Task description:
When you reach the line in the listing below that contains "for record in", begin returning lines exactly as written, and stop after the line that contains "settings.set(&key, &value)?;". Return no other lines.

Material supplied:
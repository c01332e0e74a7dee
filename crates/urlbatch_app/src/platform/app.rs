use std::fs;
use std::path::{Path, PathBuf};
use std::sync::{mpsc, Arc};

use anyhow::Context;
use clap::Parser;
use urlbatch_core::{
    select_records, update, AppState, AppViewModel, FilterSpec, Msg, SanitizePolicy, Settings,
};
use urlbatch_engine::{read_records, BrowserLauncher, LoadError, ProcessLauncher};
use urlbatch_logging::{urlbatch_debug, urlbatch_info, urlbatch_warn};

use super::effects::{EffectRunner, StdoutLauncher};
use super::logging::{self, LogDestination};
use super::persistence::SettingsStore;
use super::prompt::TerminalPrompt;
use super::render;
use crate::cli::{Cli, Commands, ConfigCommand, ListArgs, OpenArgs};

pub fn run_app() -> anyhow::Result<()> {
    let cli = Cli::parse();

    let destination = if cli.log_file {
        LogDestination::Both
    } else {
        LogDestination::Terminal
    };
    logging::initialize(logging::level_for_verbosity(cli.verbose), destination);

    let store = SettingsStore::new(cli.settings);
    urlbatch_debug!("Using settings file {:?}", store.path());

    match cli.command {
        Commands::Open(args) => run_open(args, store),
        Commands::List(args) => run_list(args, &store),
        Commands::Config(command) => run_config(command, store),
    }
}

fn run_open(args: OpenArgs, store: SettingsStore) -> anyhow::Result<()> {
    let settings = args.overrides.apply(store.load());
    let filter = args.filter.to_spec()?;
    let path = resolve_file(args.file, &settings)?;

    let launcher: Arc<dyn BrowserLauncher> = if args.dry_run {
        Arc::new(StdoutLauncher)
    } else {
        Arc::new(ProcessLauncher::new(settings.browser.clone()))
    };
    let prompt = Box::new(TerminalPrompt::new(args.yes));

    let mut session = Session::new(settings, |msg_tx| {
        EffectRunner::new(msg_tx, prompt, launcher, store)
    });
    open_list(&mut session, filter, &path)
}

/// Loads `path`, then opens the selection. A load or filter error stops before any launch.
fn open_list(session: &mut Session, filter: FilterSpec, path: &Path) -> anyhow::Result<()> {
    urlbatch_info!("Filter: {}", render::describe_filter(&filter));
    session.post(Msg::FilterChanged(filter));
    session.post(load_list(path));
    session.run().into_result()?;

    session.post(Msg::OpenClicked);
    session.run().into_result()
}

fn run_list(args: ListArgs, store: &SettingsStore) -> anyhow::Result<()> {
    let settings = store.load();
    let policy = SanitizePolicy {
        ignore_dashes: args.dashes.resolve(settings.ignore_dashes),
    };
    let filter = args.filter.to_spec()?;
    let path = resolve_file(args.file, &settings)?;

    let records = read_records(&path)?;
    if let Err(err) = store.remember_last_file(&canonical_list_path(&path)) {
        urlbatch_warn!("{:#}", err);
    }
    let selected = select_records(&records, &filter, policy)?;
    urlbatch_info!(
        "{} of {} links selected ({})",
        selected.len(),
        records.len(),
        render::describe_filter(&filter)
    );

    if args.json {
        let payload =
            serde_json::to_string_pretty(&selected).context("failed to serialize links")?;
        println!("{payload}");
    } else {
        for record in &selected {
            println!("{}", render::list_row(record));
        }
    }
    Ok(())
}

fn run_config(command: ConfigCommand, store: SettingsStore) -> anyhow::Result<()> {
    let mut settings = store.load();
    match command {
        ConfigCommand::Show => {
            println!("# {}", store.path().display());
            for (key, value) in settings.entries() {
                println!("{key} = {value}");
            }
        }
        ConfigCommand::Get { key } => println!("{}", settings.get(&key)?),
        ConfigCommand::Set { key, value } => {
            settings.set(&key, &value)?;
            let mut session = Session::new(settings.clone(), |msg_tx| {
                EffectRunner::new(
                    msg_tx,
                    Box::new(TerminalPrompt::new(false)),
                    Arc::new(StdoutLauncher),
                    store,
                )
            });
            session.post(Msg::SettingsChanged(settings));
            session.run().into_result()?;
            println!("{key} = {}", session.state.settings().get(&key)?);
        }
    }
    Ok(())
}

fn resolve_file(file: Option<PathBuf>, settings: &Settings) -> anyhow::Result<PathBuf> {
    file.or_else(|| settings.last_file.clone())
        .context("no link list given and no previous file to fall back to")
}

fn load_list(path: &Path) -> Msg {
    match read_records(path) {
        Ok(records) => Msg::RecordsLoaded {
            path: canonical_list_path(path),
            records,
        },
        Err(LoadError::Io { path, source }) => Msg::LoadFailed {
            path,
            message: source.to_string(),
        },
    }
}

/// Absolute form of an existing list path; anything else is kept as given.
fn canonical_list_path(path: &Path) -> PathBuf {
    fs::canonicalize(path).unwrap_or_else(|err| {
        urlbatch_debug!("Keeping {:?} as given: {}", path, err);
        path.to_path_buf()
    })
}

/// Drives the core state machine: messages in, effects out, until nothing is left to do.
struct Session {
    state: AppState,
    runner: EffectRunner,
    msg_tx: mpsc::Sender<Msg>,
    msg_rx: mpsc::Receiver<Msg>,
    last_line: Option<String>,
}

impl Session {
    fn new(settings: Settings, runner: impl FnOnce(mpsc::Sender<Msg>) -> EffectRunner) -> Self {
        let (msg_tx, msg_rx) = mpsc::channel();
        Self {
            state: AppState::with_settings(settings),
            runner: runner(msg_tx.clone()),
            msg_tx,
            msg_rx,
            last_line: None,
        }
    }

    fn post(&self, msg: Msg) {
        // The receiver lives in `self`, so sending cannot fail.
        let _ = self.msg_tx.send(msg);
    }

    /// Processes queued messages, then dispatch progress, and returns the final view.
    fn run(&mut self) -> RunResult {
        loop {
            let msg = match self.msg_rx.try_recv() {
                Ok(msg) => msg,
                Err(_) => match self.runner.next_dispatch_msg() {
                    Some(msg) => msg,
                    None => break,
                },
            };
            self.dispatch_msg(msg);
        }
        RunResult(self.state.view())
    }

    fn dispatch_msg(&mut self, msg: Msg) {
        let state = std::mem::take(&mut self.state);
        let (mut state, effects) = update(state, msg);
        if state.consume_dirty() {
            self.render(&state.view());
        }
        self.state = state;
        self.runner.enqueue(effects);
    }

    fn render(&mut self, view: &AppViewModel) {
        let Some(line) = render::status_line(view) else {
            return;
        };
        if self.last_line.as_deref() != Some(line.as_str()) {
            eprintln!("{line}");
            self.last_line = Some(line);
        }
    }
}

/// Final view of a [`Session::run`]; an error left in the view fails the command.
struct RunResult(AppViewModel);

impl RunResult {
    fn into_result(self) -> anyhow::Result<()> {
        match self.0.last_error {
            Some(error) => Err(anyhow::anyhow!(error)),
            None => Ok(()),
        }
    }
}
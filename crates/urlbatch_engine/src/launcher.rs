use urlbatch_logging::{urlbatch_debug, urlbatch_warn};

/// Opens a URL somewhere the user can see it. Failures are not reported back.
pub trait BrowserLauncher: Send + Sync {
    fn launch(&self, url: &str);
}

/// Launches a configured browser, or whatever the system opens URLs with.
#[derive(Debug, Clone, Default)]
pub struct ProcessLauncher {
    browser: Option<String>,
}

impl ProcessLauncher {
    pub fn new(browser: Option<String>) -> Self {
        Self { browser }
    }

    fn opener_name(&self) -> &str {
        self.browser.as_deref().unwrap_or("the system opener")
    }
}

impl BrowserLauncher for ProcessLauncher {
    fn launch(&self, url: &str) {
        let result = match &self.browser {
            Some(browser) => open::with_detached(url, browser.as_str()),
            None => open::that_detached(url),
        };
        let opener = self.opener_name();
        match result {
            Ok(()) => urlbatch_debug!("Handed {} to {}", url, opener),
            Err(err) => urlbatch_warn!("Failed to open {} with {}: {}", url, opener, err),
        }
    }
}

#[cfg(test)]
mod tests {
    use super::*;

    #[test]
    fn names_the_opener_in_use() {
        let system = ProcessLauncher::default();
        assert_eq!(system.opener_name(), "the system opener");
        let firefox = ProcessLauncher::new(Some("firefox".into()));
        assert_eq!(firefox.opener_name(), "firefox");
    }

    #[test]
    fn missing_browser_is_not_fatal() {
        let launcher = ProcessLauncher::new(Some("/nonexistent/urlbatch-test-browser".into()));
        launcher.launch("https://example.com");
    }
}
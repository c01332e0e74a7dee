use urlbatch_core::{AppViewModel, FilterSpec, Phase, Record};

/// The progress line for a view. Errors are left out; they end the command instead.
pub fn status_line(view: &AppViewModel) -> Option<String> {
    if view.last_error.is_some() {
        return None;
    }
    let status = view.status.as_deref()?;
    let line = match view.phase {
        Phase::Dispatching if view.total > 0 => {
            let percent = view.opened as f64 / view.total as f64 * 100.0;
            format!("[{percent:>3.0}%] {status}")
        }
        _ => status.to_string(),
    };
    Some(line)
}

pub fn describe_filter(filter: &FilterSpec) -> String {
    match filter {
        FilterSpec::None => "all links".to_string(),
        FilterSpec::Phrase(text) => format!("comment contains {text:?}"),
        FilterSpec::Domain(text) => format!("url contains {text:?}"),
        FilterSpec::LineRange { start, end } => format!("positions {start}-{end}"),
    }
}

pub fn list_row(record: &Record) -> String {
    match record.comment() {
        Some(comment) => format!("{:>5}  {}  {}", record.line(), record.url(), comment),
        None => format!("{:>5}  {}", record.line(), record.url()),
    }
}
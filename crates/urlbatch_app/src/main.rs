mod cli;
mod platform;

fn main() -> anyhow::Result<()> {
    platform::run_app()
}
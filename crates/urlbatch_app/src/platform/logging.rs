//! Logging initialization for urlbatch.
//!
//! Logs go to stderr so list output on stdout stays clean; optionally also to
//! `./urlbatch.log` in the current working directory.

use std::fs::File;
use std::path::PathBuf;

use log::LevelFilter;
use simplelog::{
    ColorChoice, CombinedLogger, Config, ConfigBuilder, SharedLogger, TermLogger, TerminalMode,
    WriteLogger,
};

/// Destination for log output.
#[derive(Debug, Clone, Copy, PartialEq, Eq)]
pub enum LogDestination {
    /// Write to the terminal (stderr).
    Terminal,
    /// Write to both ./urlbatch.log and the terminal.
    Both,
}

/// Maps the number of `-v` flags to a level filter.
pub fn level_for_verbosity(verbose: u8) -> LevelFilter {
    match verbose {
        0 => LevelFilter::Warn,
        1 => LevelFilter::Info,
        2 => LevelFilter::Debug,
        _ => LevelFilter::Trace,
    }
}

/// Initialize the logger with the specified destination.
///
/// The log file always records at least `Info`, whatever the terminal level.
pub fn initialize(level: LevelFilter, destination: LogDestination) {
    let config = build_config();

    let mut loggers: Vec<Box<dyn SharedLogger>> = vec![TermLogger::new(
        level,
        config.clone(),
        TerminalMode::Stderr,
        ColorChoice::Auto,
    )];
    if destination == LogDestination::Both {
        if let Some(file_logger) = create_file_logger(level.max(LevelFilter::Info), config) {
            loggers.push(file_logger);
        }
    }

    let _ = CombinedLogger::init(loggers);
}

fn build_config() -> Config {
    ConfigBuilder::new()
        .set_time_format_rfc3339()
        .set_target_level(LevelFilter::Error)
        .build()
}

fn create_file_logger(level: LevelFilter, config: Config) -> Option<Box<WriteLogger<File>>> {
    let log_path = PathBuf::from("./urlbatch.log");
    match File::create(&log_path) {
        Ok(file) => Some(WriteLogger::new(level, config, file)),
        Err(err) => {
            eprintln!(
                "Warning: Could not create log file at {:?}: {}",
                log_path, err
            );
            None
        }
    }
}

Result below:
        for record in &selected {
            println!("{}", render::list_row(record));
        }
    }
    Ok(())
}

fn run_config(command: ConfigCommand, store: SettingsStore) -> anyhow::Result<()> {
    let mut settings = store.load();
    match command {
        ConfigCommand::Show => {
            println!("# {}", store.path().display());
            for (key, value) in settings.entries() {
                println!("{key} = {value}");
            }
        }
        ConfigCommand::Get { key } => println!("{}", settings.get(&key)?),
        ConfigCommand::Set { key, value } => {
            settings.set(&key, &value)?;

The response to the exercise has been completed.